# EXERCISE GOAL
Up to and including the line with "use crate::error::StartupError;", please set down the entries below exactly, starting from the first line.

(Items from a dataset)

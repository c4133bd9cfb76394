//! GPU context: wgpu device, queue, and surface management.
//!
//! [`GpuContext`] wraps the wgpu primitives needed for rendering. It is
//! created right after the window and owned by the desktop backend.

use std::sync::Arc;

use crate::error::StartupError;

/// Wraps the wgpu device, queue, surface, and surface configuration.
pub(crate) struct GpuContext {
    pub device: wgpu::Device,
    pub queue: wgpu::Queue,
    pub surface: wgpu::Surface<'static>,
    pub surface_config: wgpu::SurfaceConfiguration,
}

impl GpuContext {
    /// Create instance, adapter, device and queue, and configure the surface
    /// for `window`.
    pub fn new(window: Arc<winit::window::Window>) -> Result<Self, StartupError> {
        let size = window.inner_size();

        let instance = wgpu::Instance::new(&wgpu::InstanceDescriptor::default());
        let surface = instance.create_surface(window)?;

        let adapter = pollster::block_on(instance.request_adapter(&wgpu::RequestAdapterOptions {
            power_preference: wgpu::PowerPreference::default(),
            compatible_surface: Some(&surface),
            force_fallback_adapter: false,
        }))?;
        log::info!("Using GPU adapter: {}", adapter.get_info().name);

        let (device, queue) = pollster::block_on(adapter.request_device(&wgpu::DeviceDescriptor {
            label: Some("meadow device"),
            required_features: wgpu::Features::empty(),
            required_limits: wgpu::Limits::default(),
            ..Default::default()
        }))?;

        let surface_caps = surface.get_capabilities(&adapter);
        let surface_format = surface_caps
            .formats
            .iter()
            .find(|f| f.is_srgb())
            .or_else(|| surface_caps.formats.first())
            .copied()
            .unwrap_or(wgpu::TextureFormat::Bgra8UnormSrgb);
        let alpha_mode = surface_caps
            .alpha_modes
            .first()
            .copied()
            .unwrap_or(wgpu::CompositeAlphaMode::Auto);

        let surface_config = wgpu::SurfaceConfiguration {
            usage: wgpu::TextureUsages::RENDER_ATTACHMENT,
            format: surface_format,
            width: size.width.max(1),
            height: size.height.max(1),
            present_mode: wgpu::PresentMode::AutoVsync,
            alpha_mode,
            view_formats: vec![],
            desired_maximum_frame_latency: 2,
        };
        surface.configure(&device, &surface_config);

        Ok(Self {
            device,
            queue,
            surface,
            surface_config,
        })
    }

    /// Reconfigure the surface. Zero sizes (minimized windows) are ignored.
    pub fn resize(&mut self, width: u32, height: u32) {
        if width > 0 && height > 0 {
            self.surface_config.width = width;
            self.surface_config.height = height;
            self.surface.configure(&self.device, &self.surface_config);
        }
    }

    pub fn surface_format(&self) -> wgpu::TextureFormat {
        self.surface_config.format
    }

    pub fn surface_size(&self) -> (u32, u32) {
        (self.surface_config.width, self.surface_config.height)
    }
}
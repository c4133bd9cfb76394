//! Engine configuration, read from a JSON file.
//!
//! Every field has a default, so an empty object (or no file at all) gives
//! the stock 800x600 window with `./game.log` logging:
//!
//! ```json
//! {
//!   "window": { "title": "Meadow", "width": 1024, "height": 768 },
//!   "log": { "log_file": "./game.log", "level": "debug" },
//!   "textures": [{ "name": "apple", "path": "./assets/apple.png" }],
//!   "escape_closes": true,
//!   "clear_color": [0.1, 0.2, 0.1, 1.0]
//! }
//! ```
//!
//! Games can keep their own settings in the same file and read them with
//! [`read_json`]; unknown keys are ignored.

use std::path::{Path, PathBuf};

use serde::de::DeserializeOwned;
use serde::{Deserialize, Serialize};

use crate::error::ConfigError;

#[derive(Debug, Clone, PartialEq, Serialize, Deserialize)]
#[serde(default)]
pub struct WindowConfig {
    pub title: String,
    pub width: u32,
    pub height: u32,
}

impl Default for WindowConfig {
    fn default() -> Self {
        Self {
            title: "Game Engine Example".into(),
            width: 800,
            height: 600,
        }
    }
}

#[derive(Debug, Clone, PartialEq, Serialize, Deserialize)]
#[serde(default)]
pub struct LogConfig {
    /// Append-only log file. `None` logs to the console only.
    pub log_file: Option<PathBuf>,
    /// Default filter when `RUST_LOG` is unset (`error`..`trace`).
    pub level: String,
}

impl Default for LogConfig {
    fn default() -> Self {
        Self {
            log_file: Some(PathBuf::from("./game.log")),
            level: "info".into(),
        }
    }
}

/// A texture to register at startup.
#[derive(Debug, Clone, PartialEq, Serialize, Deserialize)]
pub struct TextureEntry {
    pub name: String,
    pub path: PathBuf,
}

#[derive(Debug, Clone, PartialEq, Serialize, Deserialize)]
#[serde(default)]
pub struct EngineConfig {
    pub window: WindowConfig,
    pub log: LogConfig,
    pub textures: Vec<TextureEntry>,
    /// Escape requests close.
    pub escape_closes: bool,
    /// Background color, RGBA in `0..=1`.
    pub clear_color: [f64; 4],
}

impl Default for EngineConfig {
    fn default() -> Self {
        Self {
            window: WindowConfig::default(),
            log: LogConfig::default(),
            textures: Vec::new(),
            escape_closes: true,
            clear_color: [0.0, 0.0, 0.0, 1.0],
        }
    }
}

impl EngineConfig {
    pub fn load(path: impl AsRef<Path>) -> Result<Self, ConfigError> {
        read_json(path)
    }

    /// Like [`load`](Self::load), but a missing file yields the defaults.
    /// A file that exists and does not parse is still an error.
    pub fn load_or_default(path: impl AsRef<Path>) -> Result<Self, ConfigError> {
        let path = path.as_ref();
        if !path.exists() {
            return Ok(Self::default());
        }
        Self::load(path)
    }
}

/// Deserialize `T` from the JSON file at `path`.
pub fn read_json<T: DeserializeOwned>(path: impl AsRef<Path>) -> Result<T, ConfigError> {
    let path = path.as_ref();
    let text = std::fs::read_to_string(path).map_err(|source| ConfigError::Io {
        path: path.to_path_buf(),
        source,
    })?;
    serde_json::from_str(&text).map_err(|source| ConfigError::Parse {
        path: path.to_path_buf(),
        source,
    })
}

# OUTPUT FOR THIS TASK
repository c4133bd9cfb76394
//! GPU context: wgpu device, queue, and surface management.
//!
//! [`GpuContext`] wraps the wgpu primitives needed for rendering. It is
//! created right after the window and owned by the desktop backend.

use std::sync::Arc;

use crate::error::StartupError;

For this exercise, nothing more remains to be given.